All of these Good Friday realities are compounded by the daily death toll of the COVID-19 pandemic that has already killed at least 550,000 people in the United States alone and is still doing so at a rate of about a thousand U.S. deaths each day. The promise of vaccines will not bring back those we lost. And while there is real hope in the numbers of people being vaccinated, we also find ourselves in the middle of another spike in cases driven by new variants and many states prematurely relaxing their public health restrictions.
One of my favorite services that takes place in many Black churches is the “Seven Last Words” service that is held on Good Friday. This service is often quite long, filled with passionate preaching and edifying music selections that apply each of Jesus’ last words to our faith and world today. Prior to attending my first Seven Last Words service, I never paid much attention to the words Jesus exclaimed in these final moments: “Father, forgive them; for they know not what they do” (Luke 23:34); “Today you will be with me in paradise” (Luke 23:43); “Woman, behold, thy son!” (John 19:26-27); “My God, my God, why hast thou forsaken me?” (Matthew 27:46); “I thirst” (John 19:28); “It is finished” (John 19:30); and “Father, into thy hands I commend my spirit” (Luke 23:46). I love this emphasis on Jesus’ last words because each moment more fully humanizes Jesus, reminding us in a visceral way how he responded to such agonizing suffering on our behalf.
In his Palm Sunday message, Pope Francis also reflected on Jesus’ humanity and what we can learn from his suffering, saying:
What is most amazing about the Lord and his Passover? It is the fact that he achieves glory through humiliation. He triumphs by accepting suffering and death, things that we, in our quest for admiration and success, would rather avoid. Jesus — as St. Paul tells us — “emptied himself… he humbled himself” (Philippians 2:7-8) … Why all this humiliation? Why, Lord, did you wish to endure all this? Jesus did it for us, to plumb the depths of our human experience, our entire existence, all our evil. To draw near to us and not abandon us in our suffering and our death. To redeem us, to save us. Jesus was lifted high on the cross in order to descend to the abyss of our suffering. He experienced our deepest sorrows: failure, loss of everything, betrayal by a friend, even abandonment by God. By experiencing in the flesh our deepest struggles and conflicts, he redeemed and transformed them. His love draws close to our frailty; it touches the very things of which we are most ashamed. Yet now we know that we are not alone: God is at our side in every affliction, in every fear; no evil, no sin will ever have the final word. God triumphs, but the palm of victory passes through the wood of the cross. For the palm and the cross are inseparable.
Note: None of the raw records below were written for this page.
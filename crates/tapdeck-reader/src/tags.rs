//! High-level tag reading and writing.
//!
//! These routines combine the [`TagReader`] primitives with the memory
//! plans from `tapdeck-ndef`: sector-at-a-time authentication and trailer
//! skipping for Mifare, capability-container-driven page ranges for NTAG.
//! They are generic over the reader so the mock exercises the exact code
//! the PN532 runs.

use tracing::{debug, warn};

use tapdeck_core::CardType;
use tapdeck_ndef::{encode_text, mifare, ntag, Alignment};

use crate::error::{ReaderError, ReaderResult};
use crate::traits::{TagReader, TagTarget};

/// NDEF terminator, used as the early-stop marker while reading.
const TRAILER: u8 = 0xFE;

/// Read the raw NDEF area of a tag.
///
/// Returns the bytes read so far up to (and including) the chunk holding
/// the NDEF trailer. A tag without a valid capability container reads as
/// empty rather than failing: an unformatted tag is still an arrival.
///
/// # Errors
///
/// Propagates transport failures, and [`ReaderError::Unsupported`] for an
/// unknown card family.
pub fn read_tag<R: TagReader>(reader: &mut R, target: &TagTarget) -> ReaderResult<Vec<u8>> {
    match target.card_type() {
        CardType::Ntag => read_ntag(reader),
        CardType::MifareClassic1k => read_mifare(reader, target),
        CardType::Unknown => Err(ReaderError::unsupported(format!(
            "cannot read card with SAK 0x{:02x} ATQA 0x{:04x}",
            target.sak, target.atqa
        ))),
    }
}

/// Write `text` to the tag as an NDEF Text record.
///
/// Returns the bytes written, padding included.
///
/// # Errors
///
/// Returns [`ReaderError::AuthFailed`] (with the NDEF-format hint) when a
/// Mifare sector rejects every candidate key, [`ReaderError::Layout`] when
/// the message does not fit the card, and transport errors as they occur.
pub fn write_tag<R: TagReader>(
    reader: &mut R,
    target: &TagTarget,
    text: &str,
) -> ReaderResult<Vec<u8>> {
    match target.card_type() {
        CardType::Ntag => write_ntag(reader, text),
        CardType::MifareClassic1k => write_mifare(reader, target, text),
        CardType::Unknown => Err(ReaderError::unsupported(format!(
            "cannot write card with SAK 0x{:02x} ATQA 0x{:04x}",
            target.sak, target.atqa
        ))),
    }
}

/// Authenticate the sector containing `block`, trying each default key.
fn auth_sector<R: TagReader>(reader: &mut R, block: u8, uid_tail: &[u8; 4]) -> ReaderResult<()> {
    let mut last = ReaderError::AuthFailed { block };
    for key in &mifare::DEFAULT_KEYS {
        match reader.mifare_auth(block, key, uid_tail) {
            Ok(()) => return Ok(()),
            Err(e @ ReaderError::AuthFailed { .. }) => last = e,
            Err(e) => return Err(e),
        }
    }
    Err(last)
}

fn read_mifare<R: TagReader>(reader: &mut R, target: &TagTarget) -> ReaderResult<Vec<u8>> {
    let uid_tail = target.uid.auth_tail();
    let mut data = Vec::with_capacity(mifare::DATA_CAPACITY);
    let mut authed: Option<u8> = None;

    for block in mifare::data_blocks_from(0) {
        let sector = mifare::sector_of(block);
        if authed != Some(sector) {
            auth_sector(reader, block, &uid_tail)?;
            authed = Some(sector);
        }
        let chunk = reader.mifare_read_block(block)?;
        data.extend_from_slice(&chunk);
        if chunk.contains(&TRAILER) {
            break;
        }
    }

    debug!(bytes = data.len(), "mifare read complete");
    Ok(data)
}

fn write_mifare<R: TagReader>(
    reader: &mut R,
    target: &TagTarget,
    text: &str,
) -> ReaderResult<Vec<u8>> {
    let payload = encode_text(text, Alignment::Block)?;
    let blocks = mifare::write_plan(payload.len())?;
    let uid_tail = target.uid.auth_tail();
    let mut authed: Option<u8> = None;

    for (chunk, &block) in payload.chunks(mifare::BLOCK_SIZE).zip(blocks.iter()) {
        let sector = mifare::sector_of(block);
        if authed != Some(sector) {
            auth_sector(reader, block, &uid_tail)?;
            authed = Some(sector);
        }
        let mut buf = [0u8; mifare::BLOCK_SIZE];
        buf[..chunk.len()].copy_from_slice(chunk);
        reader.mifare_write_block(block, &buf)?;
    }

    debug!(bytes = payload.len(), blocks = blocks.len(), "mifare write complete");
    Ok(payload)
}

fn read_ntag<R: TagReader>(reader: &mut R) -> ReaderResult<Vec<u8>> {
    let header = reader.ntag_read_pages(0)?;
    let capability = match ntag::Capability::parse(&header[12..16]) {
        Ok(capability) => capability,
        Err(e) => {
            // Factory-blank tag: nothing to read, but still a tag
            warn!(error = %e, "unreadable capability container, treating tag as empty");
            return Ok(Vec::new());
        }
    };
    if let Some(model) = capability.model_name() {
        debug!(model, "capability container parsed");
    }

    let mut data = Vec::with_capacity(capability.user_bytes);
    let mut page = ntag::USER_START_PAGE;
    while page <= capability.last_user_page() {
        let chunk = reader.ntag_read_pages(page)?;
        data.extend_from_slice(&chunk);
        if chunk.contains(&TRAILER) {
            break;
        }
        page += ntag::READ_BATCH_PAGES;
    }
    data.truncate(capability.user_bytes);

    debug!(bytes = data.len(), "ntag read complete");
    Ok(data)
}

fn write_ntag<R: TagReader>(reader: &mut R, text: &str) -> ReaderResult<Vec<u8>> {
    let header = reader.ntag_read_pages(0)?;
    let capability = ntag::Capability::parse(&header[12..16])?;

    let payload = encode_text(text, Alignment::Page)?;
    let pages = ntag::write_plan(payload.len(), capability)?;

    for (chunk, page) in payload.chunks(ntag::PAGE_SIZE).zip(pages) {
        let mut buf = [0u8; ntag::PAGE_SIZE];
        buf[..chunk.len()].copy_from_slice(chunk);
        reader.ntag_write_page(page, &buf)?;
    }

    debug!(bytes = payload.len(), "ntag write complete");
    Ok(payload)
}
The palm and the cross are indeed inseparable. Our suffering and loss can exist side by side with triumph. This is some welcome and needed good news amid the many ongoing Good Friday realities that will still be with us beyond Easter Sunday. The even better good news is that on Easter, Jesus transformed the cross — the Roman Empire’s symbol of brutality and oppression — into our symbol of God’s promised liberation and salvation. And knowing that Jesus saves and liberates us from sin, injustice, and death by first suffering with us, is what makes this Friday good.